Nous voterons donc ce texte, monsieur le secrétaire d'État, mais nous resterons attentifs aux décrets d'application ainsi qu'à votre position si, au moment du budget, nous proposions d'augmenter les moyens alloués aux administrations compétentes. (Applaudissements sur les travées du groupe CRC.)
M. le président. Personne ne demande plus la parole dans la discussion générale ?...
La discussion générale est close.
La parole est à M. le secrétaire d'État.
M. Luc Chatel, secrétaire d'État. Je voudrais apporter quelques éléments de réponse aux orateurs qui ont pris part à la discussion générale.
Monsieur Pastor, vous avez rappelé à quel point il était nécessaire de mettre en oeuvre cette nouvelle législation, compte tenu des nombreux accidents. Vous avez souligné que le protocole existant est assurément devenu insuffisant eu égard à la nouvelle technicité de ces outils.
Quant à l'harmonisation européenne, en particulier en ce qui concerne la norme qui a été citée, je pense que j'aurai l'occasion de vous rassurer lors de la discussion de l'amendement que vous avez déposé sur ce sujet puisque le décret d'application se référera clairement à cette norme.
Vous êtes également revenu, monsieur le sénateur, sur l'importance de la loi relative à la sécurité des piscines que le Parlement a votée, et vous avez interpellé le Gouvernement sur son application. Sachez que, à la suite de travaux de la DGCCRF et de la Commission de sécurité des consommateurs - j'ai été très sensible au rapport de cette dernière -, j'ai eu l'occasion d'alerter ma collègue Christine Boutin, ministre du logement, qui a la responsabilité de la mise en oeuvre de cette loi et de son amélioration.
Madame Henneron, vous avez à votre tour rappelé l'importance de la proposition de loi, compte tenu de l'évolution technologique des manèges - toujours plus de sensations, toujours plus de vitesse -, et vous avez également évoqué les consignes de sécurité. Je rappelle que celles-ci sont aujourd'hui de la responsabilité des fabricants, mais qu'elles sont bien entendu contrôlées par nos services compétents en la matière, à savoir la DGCCRF.
À la suite des incidents et des accidents mortels survenus cet été, j'ai demandé à la DGCCRF de renforcer son action et, m'étant rendu ces dernières semaines dans de nombreux parcs d'attraction, j'ai pu constater que l'information des consommateurs s'était beaucoup améliorée sur tous ces points.
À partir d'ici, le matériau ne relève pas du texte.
use crate::block::{Block, is_upper};
use crate::config::LanguageConfig;
use crate::types::{Section, SectionKey};

/// The header a block announces, if any. Only a block that is nothing but one
/// bold span qualifies, and in scripts with letter case the span must be
/// upper case.
fn header_key(block: &Block, config: &LanguageConfig) -> Option<SectionKey> {
    let bold = block.lone_bold()?;
    let text = bold.text_content();
    let text = text.trim();
    if config.has_case && !is_upper(text) {
        return None;
    }
    let kind = config.section_kind(text)?;
    Some(SectionKey::Header {
        text: text.to_string(),
        kind,
    })
}

/// Partitions the content region into sections in the order their headers
/// appear. Every block lands in exactly one section, header blocks included.
pub fn split_sections(blocks: &[Block], config: &LanguageConfig) -> Vec<Section> {
    let mut sections = Vec::new();
    let mut current = Section {
        key: SectionKey::BeforeMeeting,
        blocks: Vec::new(),
    };

    for block in blocks {
        if let Some(key) = header_key(block, config) {
            log::debug!("Found section '{}'", key.label());
            let finished = std::mem::replace(
                &mut current,
                Section {
                    key,
                    blocks: Vec::new(),
                },
            );
            sections.push(finished);
        }
        current.blocks.push(block.clone());
    }
    sections.push(current);
    sections
}

#[cfg(test)]
mod tests {
    use super::*;
    use crate::block::{Element, Node};
    use crate::types::{Language, SectionKind};

    fn paragraph(text: &str) -> Block {
        Block::paragraph(vec![Node::Text(text.to_string())])
    }

    fn header(text: &str) -> Block {
        Block::paragraph(vec![Node::Element(Element::with_children(
            "strong",
            vec![Node::Text(text.to_string())],
        ))])
    }

    fn english() -> &'static LanguageConfig {
        LanguageConfig::builtin(Language::English).expect("English is supported")
    }

    #[test]
    fn test_sections_in_discovery_order() {
        let blocks = vec![
            paragraph("PRESIDENT: Good morning."),
            header("BILLS"),
            paragraph("first reading"),
            header("TABLING OF PAPERS"),
            paragraph("papers"),
        ];
        let sections = split_sections(&blocks, english());

        let labels: Vec<_> = sections.iter().map(|s| s.key.label()).collect();
        assert_eq!(labels, vec!["BEFORE MEETING", "BILLS", "TABLING OF PAPERS"]);
        assert_eq!(sections[1].kind(), Some(SectionKind::Bills));
        assert_eq!(sections[1].body(), &[paragraph("first reading")]);
    }

    #[test]
    fn test_concatenated_sections_reconstruct_input() {
        let blocks = vec![
            header("ORAL ANSWERS TO QUESTIONS"),
            paragraph("one"),
            header("Bills"),
            header("NOT A HEADER"),
            header("MOTIONS"),
            header("MOTIONS"),
            paragraph("two"),
        ];
        let sections = split_sections(&blocks, english());

        let rebuilt: Vec<Block> = sections.into_iter().flat_map(|s| s.blocks).collect();
        assert_eq!(rebuilt, blocks);
    }

    #[test]
    fn test_mixed_case_and_unknown_headers_are_content() {
        let blocks = vec![header("Bills"), header("NOT A HEADER"), paragraph("x")];
        let sections = split_sections(&blocks, english());
        assert_eq!(sections.len(), 1);
        assert_eq!(sections[0].key, SectionKey::BeforeMeeting);
        assert_eq!(sections[0].blocks.len(), 3);
    }

    #[test]
    fn test_chinese_headers_ignore_case() {
        let config = LanguageConfig::builtin(Language::Chinese).expect("Chinese is supported");
        let blocks = vec![header("提交文件"), paragraph("文件")];
        let sections = split_sections(&blocks, config);
        assert_eq!(sections.len(), 2);
        assert!(sections[0].blocks.is_empty());
        assert_eq!(sections[1].kind(), Some(SectionKind::TabledPapers));
    }
}
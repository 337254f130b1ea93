use std::collections::BTreeMap;
use std::fmt::Display;
use std::str::FromStr;

use chrono::NaiveDate;
use schemars::JsonSchema;
use serde::{Deserialize, Serialize};

use crate::block::Block;

#[derive(Debug, thiserror::Error)]
#[error("Invalid language '{0}'. Accepted values: 'e', 'en', 'english', 'c', 'zh', 'chinese', 'b', 'ec', 'floor'")]
pub struct LanguageParseError(String);

#[derive(Debug, Clone, Copy, PartialEq, Eq, Hash, Serialize, Deserialize, JsonSchema)]
#[serde(rename_all = "snake_case")]
pub enum Language {
    English,
    Chinese,
    /// Untranslated floor record mixing both languages.
    Floor,
}

impl Language {
    pub fn code(&self) -> &'static str {
        match self {
            Language::English => "e",
            Language::Chinese => "c",
            Language::Floor => "b",
        }
    }

    pub fn is_supported(&self) -> bool {
        !matches!(self, Language::Floor)
    }
}

impl FromStr for Language {
    type Err = LanguageParseError;

    fn from_str(s: &str) -> Result<Self, Self::Err> {
        match s.to_lowercase().as_str() {
            "e" | "en" | "english" => Ok(Language::English),
            "c" | "zh" | "chinese" => Ok(Language::Chinese),
            "b" | "ec" | "floor" => Ok(Language::Floor),
            _ => Err(LanguageParseError(s.to_string())),
        }
    }
}

impl Display for Language {
    fn fmt(&self, f: &mut std::fmt::Formatter<'_>) -> std::fmt::Result {
        match self {
            Language::English => write!(f, "English"),
            Language::Chinese => write!(f, "Chinese"),
            Language::Floor => write!(f, "Floor"),
        }
    }
}

/// Closed set of section kinds the header vocabulary maps to.
#[derive(Debug, Clone, Copy, PartialEq, Eq, Hash, Serialize, Deserialize, JsonSchema)]
#[serde(rename_all = "snake_case")]
pub enum SectionKind {
    TabledPapers,
    OralQuestions,
    UrgentQuestions,
    WrittenQuestions,
    Bills,
    Motions,
    Statements,
    Addresses,
    Suspension,
    NextMeeting,
    /// Recognised as a header but never handed to a sub-parser.
    Other,
}

#[derive(Debug, Clone, PartialEq, Eq, Hash)]
pub enum SectionKey {
    BeforeMeeting,
    Header { text: String, kind: SectionKind },
}

impl SectionKey {
    pub const BEFORE_MEETING: &'static str = "BEFORE MEETING";

    pub fn label(&self) -> &str {
        match self {
            SectionKey::BeforeMeeting => Self::BEFORE_MEETING,
            SectionKey::Header { text, .. } => text,
        }
    }
}

/// A named run of content blocks between two headers. For header sections
/// the header block itself is the first block.
#[derive(Debug, Clone, PartialEq, Eq)]
pub struct Section {
    pub key: SectionKey,
    pub blocks: Vec<Block>,
}

impl Section {
    /// The blocks after the header.
    pub fn body(&self) -> &[Block] {
        match self.key {
            SectionKey::BeforeMeeting => &self.blocks,
            SectionKey::Header { .. } => self.blocks.get(1..).unwrap_or_default(),
        }
    }

    pub fn kind(&self) -> Option<SectionKind> {
        match &self.key {
            SectionKey::BeforeMeeting => None,
            SectionKey::Header { kind, .. } => Some(*kind),
        }
    }
}

#[derive(Debug, Clone, PartialEq, Eq, Serialize, Deserialize, JsonSchema)]
pub struct DialogueTurn {
    /// `None` for events (stage directions) and unattributed lead-in text.
    pub speaker: Option<String>,
    /// Inline HTML fragment.
    pub speech: String,
}

impl DialogueTurn {
    pub fn new(speaker: Option<String>, speech: impl Into<String>) -> Self {
        Self {
            speaker,
            speech: speech.into(),
        }
    }
}

impl Display for DialogueTurn {
    fn fmt(&self, f: &mut std::fmt::Formatter<'_>) -> std::fmt::Result {
        let preview: String = self.speech.chars().take(120).collect();
        match &self.speaker {
            Some(speaker) => writeln!(f, "  ▸ {}: {}", speaker, preview),
            None => writeln!(f, "    [{}]", preview),
        }
    }
}

#[derive(Debug, Clone, PartialEq, Eq, Serialize, Deserialize, JsonSchema)]
pub struct MemberName {
    /// Bare name, when it could be isolated from the titles.
    pub name: Option<String>,
    pub full_text: String,
}

impl Display for MemberName {
    fn fmt(&self, f: &mut std::fmt::Formatter<'_>) -> std::fmt::Result {
        match &self.name {
            Some(name) => write!(f, "{}", name),
            None => write!(f, "{}", self.full_text),
        }
    }
}

#[derive(Debug, Clone, PartialEq, Eq, Serialize, Deserialize, JsonSchema)]
pub struct PublicOfficer {
    pub name: String,
    pub title: String,
    pub position: String,
}

#[derive(Debug, Clone, PartialEq, Eq, Serialize, Deserialize, JsonSchema)]
pub struct Clerk {
    pub name: String,
    pub title: String,
}

#[derive(Debug, Clone, Default, PartialEq, Eq, Serialize, Deserialize, JsonSchema)]
pub struct AttendanceRecord {
    pub sitting_date: Option<NaiveDate>,
    pub sitting_date_text: Option<String>,
    pub opening: Option<String>,
    pub president: Option<MemberName>,
    pub members_present: Vec<MemberName>,
    pub members_absent: Vec<MemberName>,
    /// `None` when the list could not be reconstructed.
    pub public_officers: Option<Vec<PublicOfficer>>,
    pub clerks: Vec<Clerk>,
}

impl Display for AttendanceRecord {
    fn fmt(&self, f: &mut std::fmt::Formatter<'_>) -> std::fmt::Result {
        if let Some(president) = &self.president {
            writeln!(f, "│  President: {}", president)?;
        }
        writeln!(
            f,
            "│  Present: {} · Absent: {} · Officers: {} · Clerks: {}",
            self.members_present.len(),
            self.members_absent.len(),
            self.public_officers
                .as_ref()
                .map(|o| o.len().to_string())
                .unwrap_or_else(|| "n/a".to_string()),
            self.clerks.len()
        )
    }
}

#[derive(Debug, Clone, Copy, PartialEq, Eq, Serialize, Deserialize, JsonSchema)]
#[serde(rename_all = "snake_case")]
pub enum QuestionKind {
    Oral,
    Urgent,
    Written,
}

#[derive(Debug, Clone, PartialEq, Eq, Serialize, Deserialize, JsonSchema)]
pub struct Question {
    pub kind: QuestionKind,
    pub number: Option<String>,
    pub title: String,
    pub turns: Vec<DialogueTurn>,
}

impl Question {
    /// The first attributed speaker, normally the member asking.
    pub fn asker(&self) -> Option<&str> {
        self.turns.iter().find_map(|t| t.speaker.as_deref())
    }
}

impl Display for Question {
    fn fmt(&self, f: &mut std::fmt::Formatter<'_>) -> std::fmt::Result {
        write!(
            f,
            "Q{} [{:?}] {}",
            self.number.as_deref().unwrap_or("?"),
            self.kind,
            self.title
        )?;
        if let Some(asker) = self.asker() {
            write!(f, " · {}", asker)?;
        }
        writeln!(f)?;
        for turn in &self.turns {
            write!(f, "{}", turn)?;
        }
        Ok(())
    }
}

/// A question number maps to one question, or to all questions sharing it
/// (urgent questions are numbered in their own namespace).
#[derive(Debug, Clone, PartialEq, Eq, Serialize, Deserialize, JsonSchema)]
#[serde(rename_all = "snake_case")]
pub enum QuestionEntry {
    Single(Question),
    List(Vec<Question>),
}

impl QuestionEntry {
    pub fn questions(&self) -> Vec<&Question> {
        match self {
            QuestionEntry::Single(question) => vec![question],
            QuestionEntry::List(questions) => questions.iter().collect(),
        }
    }

    pub(crate) fn push(&mut self, question: Question) {
        match self {
            QuestionEntry::List(questions) => questions.push(question),
            QuestionEntry::Single(existing) => {
                *self = QuestionEntry::List(vec![existing.clone(), question]);
            }
        }
    }
}

pub type QuestionMap = BTreeMap<String, QuestionEntry>;

#[derive(Debug, Clone, PartialEq, Eq, Serialize, Deserialize, JsonSchema)]
#[serde(tag = "type", rename_all = "snake_case")]
pub enum TabledPaper {
    Legislation {
        number: String,
        title: String,
    },
    Other {
        number: Option<String>,
        title: String,
        description: String,
    },
}

impl Display for TabledPaper {
    fn fmt(&self, f: &mut std::fmt::Formatter<'_>) -> std::fmt::Result {
        match self {
            TabledPaper::Legislation { number, title } => write!(f, "  [L.N. {}] {}", number, title),
            TabledPaper::Other {
                number,
                title,
                description,
            } => {
                write!(f, "  [No. {}] {}", number.as_deref().unwrap_or("-"), title)?;
                if !description.is_empty() {
                    write!(f, " ({})", description)?;
                }
                Ok(())
            }
        }
    }
}

#[derive(Debug, Clone, PartialEq, Eq, Serialize, Deserialize, JsonSchema)]
pub struct BillRecord {
    pub stage: Option<String>,
    pub title: Option<String>,
    pub turns: Vec<DialogueTurn>,
}

#[derive(Debug, Clone, PartialEq, Eq, Serialize, Deserialize, JsonSchema)]
pub struct MotionRecord {
    pub title: Option<String>,
    pub turns: Vec<DialogueTurn>,
}

#[derive(Debug, Clone, Copy, PartialEq, Eq, Hash, PartialOrd, Ord, Serialize, Deserialize, JsonSchema)]
#[serde(rename_all = "snake_case")]
pub enum IssueKind {
    MissingMarker,
    UnexpectedEntry,
    MissingName,
    CountMismatch,
    ColumnCount,
    MissingNumber,
    RepeatedHeader,
    SeparatorCount,
}

/// A structural assumption the document violated. Recorded, never raised.
#[derive(Debug, Clone, PartialEq, Eq, Serialize, Deserialize, JsonSchema)]
pub struct Issue {
    pub kind: IssueKind,
    pub detail: String,
}

impl Display for Issue {
    fn fmt(&self, f: &mut std::fmt::Formatter<'_>) -> std::fmt::Result {
        write!(f, "{:?}: {}", self.kind, self.detail)
    }
}

#[derive(Debug, Clone, PartialEq, Eq, Serialize, Deserialize, JsonSchema)]
pub struct Hansard {
    pub uid: String,
    pub language: Language,
    pub session_date: String,
    pub attendance: AttendanceRecord,
    /// Section keys in discovery order, including repeats.
    pub sections: Vec<String>,
    pub before_meeting: Vec<DialogueTurn>,
    /// Turns in question sections that precede the first question title.
    pub question_preamble: Vec<DialogueTurn>,
    pub tabled_papers: Option<Vec<TabledPaper>>,
    pub questions: Vec<Question>,
    pub question_map: QuestionMap,
    pub bills: Option<Vec<BillRecord>>,
    pub motions: Option<Vec<MotionRecord>>,
    pub statements: Option<Vec<DialogueTurn>>,
    pub ending: Option<Vec<DialogueTurn>>,
    pub sidenote: Vec<String>,
    pub issues: Vec<Issue>,
    #[serde(skip)]
    #[schemars(skip)]
    pub(crate) blocks: Vec<Block>,
}

fn write_turns(
    f: &mut std::fmt::Formatter<'_>,
    heading: &str,
    turns: &[DialogueTurn],
) -> std::fmt::Result {
    writeln!(f, "── {}", heading)?;
    for turn in turns {
        write!(f, "{}", turn)?;
    }
    Ok(())
}

impl Display for Hansard {
    fn fmt(&self, f: &mut std::fmt::Formatter<'_>) -> std::fmt::Result {
        writeln!(
            f,
            "┌─ {} ─ {} ─ {}",
            self.uid, self.language, self.session_date
        )?;
        if let Some(date) = &self.attendance.sitting_date {
            writeln!(f, "│  Sitting: {}", date)?;
        }
        write!(f, "{}", self.attendance)?;
        writeln!(f, "│  Sections: {}", self.sections.join(" · "))?;
        writeln!(f, "└─ {} issue(s)", self.issues.len())?;
        writeln!(f)?;

        if !self.before_meeting.is_empty() {
            write_turns(f, "Before meeting", &self.before_meeting)?;
        }
        if let Some(papers) = &self.tabled_papers {
            writeln!(f, "── Tabled papers ({})", papers.len())?;
            for paper in papers {
                writeln!(f, "{}", paper)?;
            }
        }
        if !self.question_preamble.is_empty() {
            write_turns(f, "Question preamble", &self.question_preamble)?;
        }
        if !self.questions.is_empty() {
            writeln!(f, "── Questions ({})", self.questions.len())?;
            for question in &self.questions {
                write!(f, "{}", question)?;
            }
        }
        if let Some(bills) = &self.bills {
            writeln!(f, "── Bills ({})", bills.len())?;
            for bill in bills {
                writeln!(
                    f,
                    "  {} · {} ({} turn(s))",
                    bill.stage.as_deref().unwrap_or("-"),
                    bill.title.as_deref().unwrap_or("-"),
                    bill.turns.len()
                )?;
            }
        }
        if let Some(motions) = &self.motions {
            writeln!(f, "── Motions ({})", motions.len())?;
            for motion in motions {
                writeln!(
                    f,
                    "  {} ({} turn(s))",
                    motion.title.as_deref().unwrap_or("-"),
                    motion.turns.len()
                )?;
            }
        }
        if let Some(statements) = &self.statements {
            write_turns(f, "Statements", statements)?;
        }
        if let Some(ending) = &self.ending {
            write_turns(f, "Ending", ending)?;
        }
        for issue in &self.issues {
            writeln!(f, "  ! {}", issue)?;
        }
        Ok(())
    }
}
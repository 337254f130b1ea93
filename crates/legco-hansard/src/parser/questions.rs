use crate::block::{Block, is_upper};
use crate::config::{LanguageConfig, group};
use crate::parser::Context;
use crate::parser::dialogue::split_dialogue;
use crate::types::{DialogueTurn, IssueKind, Question, QuestionKind};

/// Urgent questions are not numbered in the record.
const URGENT_NUMBER: &str = "0";

pub(crate) struct QuestionSection {
    pub(crate) preamble: Vec<DialogueTurn>,
    pub(crate) questions: Vec<Question>,
}

/// A question title is a lone bold span that is neither a speaker label nor
/// a bare number. Where the script has case, titles are in mixed case; upper
/// case spans are names.
fn question_title(block: &Block, config: &LanguageConfig) -> Option<String> {
    let bold = block.lone_bold()?;
    let text = bold.text_content().trim().to_string();
    let bare_number = text
        .chars()
        .all(|c| c.is_ascii_digit() || c == '.' || c.is_whitespace());
    if bare_number || text.ends_with(':') {
        return None;
    }
    if config.has_case && is_upper(&text) {
        return None;
    }
    Some(text)
}

/// The question number at the start of the first block, and the block with
/// the number removed (`None` when nothing else was in it).
fn take_number(first: &Block, config: &LanguageConfig) -> Option<(String, Option<Block>)> {
    let text = first.text();
    let caps = config.question_number.captures(&text)?;
    let end = caps.get(0)?.end();
    let number = group(&caps, "number")?.to_string();

    let mut stripped = first.clone();
    stripped.element.strip_text_prefix(end);
    let stripped = (!stripped.is_blank()).then_some(stripped);
    Some((number, stripped))
}

fn build_question(
    title: String,
    blocks: &[&Block],
    kind: QuestionKind,
    cx: &mut Context,
) -> Question {
    let events = kind != QuestionKind::Written;
    let numbered = blocks
        .first()
        .and_then(|first| take_number(first, cx.config));

    let (number, turns) = match numbered {
        Some((number, stripped)) => {
            let rest = blocks[1..].iter().copied();
            let turns = split_dialogue(stripped.iter().chain(rest), events, cx.config);
            (Some(number), turns)
        }
        None => {
            let number = match kind {
                QuestionKind::Urgent => Some(URGENT_NUMBER.to_string()),
                QuestionKind::Oral | QuestionKind::Written => {
                    cx.record(
                        IssueKind::MissingNumber,
                        format!("No number for question '{}'", title),
                    );
                    None
                }
            };
            let turns = split_dialogue(blocks.iter().copied(), events, cx.config);
            (number, turns)
        }
    };

    Question {
        kind,
        number,
        title,
        turns,
    }
}

pub(crate) fn parse_questions(
    blocks: &[Block],
    kind: QuestionKind,
    cx: &mut Context,
) -> QuestionSection {
    let mut preamble: Vec<&Block> = Vec::new();
    let mut groups: Vec<(String, Vec<&Block>)> = Vec::new();

    for block in blocks {
        if let Some(title) = question_title(block, cx.config) {
            groups.push((title, Vec::new()));
            continue;
        }
        match groups.last_mut() {
            Some((_, group)) => group.push(block),
            None => preamble.push(block),
        }
    }

    let events = kind != QuestionKind::Written;
    let preamble = split_dialogue(preamble, events, cx.config);
    let questions: Vec<Question> = groups
        .into_iter()
        .map(|(title, group)| build_question(title, &group, kind, cx))
        .collect();
    log::debug!("Found {} {:?} question(s)", questions.len(), kind);

    QuestionSection {
        preamble,
        questions,
    }
}

#[cfg(test)]
mod tests {
    use super::*;
    use crate::block::{Element, Node};
    use crate::parser::ParseOptions;
    use crate::types::Language;

    fn text(value: &str) -> Node {
        Node::Text(value.to_string())
    }

    fn bold(value: &str) -> Node {
        Node::Element(Element::with_children("strong", vec![text(value)]))
    }

    fn english() -> &'static LanguageConfig {
        LanguageConfig::builtin(Language::English).expect("English is supported")
    }

    fn oral_section() -> Vec<Block> {
        vec![
            Block::paragraph(vec![text("Questions. First question.")]),
            Block::paragraph(vec![bold("Traffic Congestion")]),
            Block::paragraph(vec![bold("3. MR LEE"), text(" (in Cantonese): President, when?")]),
            Block::paragraph(vec![bold("SECRETARY FOR TRANSPORTATION"), text(": Soon.")]),
            Block::paragraph(vec![bold("Air Quality")]),
            Block::paragraph(vec![bold("MR HO"), text(": President, why?")]),
            Block::paragraph(vec![text("(Laughter)")]),
            Block::paragraph(vec![bold("SECRETARY FOR THE ENVIRONMENT"), text(": Because.")]),
        ]
    }

    #[test]
    fn test_numbered_and_unnumbered_questions() {
        let options = ParseOptions::default();
        let mut cx = Context::new(english(), &options);
        let parsed = parse_questions(&oral_section(), QuestionKind::Oral, &mut cx);

        assert_eq!(parsed.preamble.len(), 1);
        let numbers: Vec<_> = parsed.questions.iter().map(|q| q.number.as_deref()).collect();
        assert_eq!(numbers, vec![Some("3"), None]);

        let first = &parsed.questions[0];
        assert_eq!(first.title, "Traffic Congestion");
        assert_eq!(first.asker(), Some("MR LEE"));
        assert_eq!(first.turns[0].speech, "(in Cantonese): President, when?");

        let second = &parsed.questions[1];
        assert_eq!(second.asker(), Some("MR HO"));
        assert_eq!(second.turns.len(), 3);
        assert_eq!(second.turns[1].speaker, None);

        let issues = cx.into_issues();
        assert_eq!(issues.len(), 1);
        assert_eq!(issues[0].kind, IssueKind::MissingNumber);
    }

    #[test]
    fn test_urgent_question_defaults_to_zero() {
        let blocks = vec![
            Block::paragraph(vec![bold("Typhoon Signal")]),
            Block::paragraph(vec![bold("MR LEE"), text(": President, what happened?")]),
        ];
        let options = ParseOptions::default();
        let mut cx = Context::new(english(), &options);
        let parsed = parse_questions(&blocks, QuestionKind::Urgent, &mut cx);

        assert_eq!(parsed.questions[0].number.as_deref(), Some("0"));
        assert!(cx.into_issues().is_empty());
    }

    #[test]
    fn test_written_questions_keep_parentheses() {
        let blocks = vec![
            Block::paragraph(vec![bold("Public Libraries")]),
            Block::paragraph(vec![text("12. MR LEE asked: Will the Government inform:")]),
            Block::paragraph(vec![text("(a) of the number of libraries?")]),
            Block::paragraph(vec![text("(b) of the opening hours?)")]),
        ];
        let options = ParseOptions::default();
        let mut cx = Context::new(english(), &options);
        let parsed = parse_questions(&blocks, QuestionKind::Written, &mut cx);

        let question = &parsed.questions[0];
        assert_eq!(question.number.as_deref(), Some("12"));
        assert_eq!(
            question.turns[0].speech,
            "MR LEE asked: Will the Government inform:\n\n(a) of the number of libraries?\n\n(b) of the opening hours?)"
        );
    }

    #[test]
    fn test_chinese_titles_need_no_case() {
        let config = LanguageConfig::builtin(Language::Chinese).expect("Chinese is supported");
        let blocks = vec![
            Block::paragraph(vec![bold("交通擠塞")]),
            Block::paragraph(vec![bold("1. 李議員"), text(":主席,何時?")]),
        ];
        let options = ParseOptions::default();
        let mut cx = Context::new(config, &options);
        let parsed = parse_questions(&blocks, QuestionKind::Oral, &mut cx);

        assert_eq!(parsed.questions.len(), 1);
        assert_eq!(parsed.questions[0].title, "交通擠塞");
        assert_eq!(parsed.questions[0].number.as_deref(), Some("1"));
        assert_eq!(parsed.questions[0].asker(), Some("李議員"));
    }
}
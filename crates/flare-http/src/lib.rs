//! Traced HTTP client and streaming response wrapper.
//!
//! [`TracedClient`] decorates any [`HttpClient`]. Each request issued while
//! the hub has a current span gets a child span that lives exactly as long
//! as the response: reading or decoding the body, cancelling, dropping the
//! last handle, or the response's completion chunk inside a multiplexed
//! stream all finish it, and only the first one counts. Non-success
//! statuses are classified into [`HttpError`] only after the span has
//! finished.

#![forbid(unsafe_code)]
#![warn(missing_docs)]

pub mod chunk;
pub mod client;
pub mod error;
pub mod response;
pub mod traced_client;

pub use chunk::Chunk;
pub use client::{ChunkStream, HttpClient, HttpRequest, HttpResponse, ResponseId};
pub use error::HttpError;
pub use response::TracedResponse;
pub use traced_client::{REQUEST_OPERATION, TracedClient};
Madame Terrade, vous avez posé plusieurs questions importantes.
Vous vous êtes d'abord interrogée sur le changement qu'apportera la mise en place par la loi des nouveaux organismes de contrôle.
Aujourd'hui, les contrôles techniques périodiques sont réalisés sur une base volontaire, dans le cadre de la convention du 17 août dernier, par les différents organismes qui interviennent de manière habituelle dans ce domaine et qui ne disposent pas encore d'agrément.
Le texte de la proposition de loi de M. Hérisson prévoit que les organismes de contrôle technique seront agréés par le ministre de l'intérieur. Une commission, composée de représentants des pouvoirs publics, des propriétaires ou exploitants, des organismes de contrôle technique, d'élus et de personnalités qualifiées, se prononcera sur les critères d'indépendance - c'est à juste titre que vous les avez évoqués - et de compétence des organismes intéressés, qui devront notamment déposer un dossier de candidature.
Vous avez également évoqué l'articulation entre la convention du 17 août 2007 et le futur dispositif introduit par la proposition de loi en discussion. Je rappelle que ladite convention constitue un contrat entre les professionnels tout en impliquant les maires et les administrations, et qu'elle cessera de produire ses effets dès que le nouveau dispositif entrera en vigueur, après l'adoption de cette loi.
Telles sont, monsieur le président, les précisions que je tenais à apporter à votre assemblée à l'issue de la discussion générale.
M. le président. Nous passons à la discussion des articles.
Article 1er
Les manèges, machines et installations pour fêtes foraines ou parcs d'attraction ou tout autre lieu d'installation ou d'exploitation, doivent, dans des conditions normales d'utilisation ou dans d'autres conditions raisonnablement prévisibles par le professionnel, être conçus, construits, installés, exploités et entretenus de façon à assurer la sécurité à laquelle on peut légitimement s'attendre et ne pas porter atteinte à la santé des personnes.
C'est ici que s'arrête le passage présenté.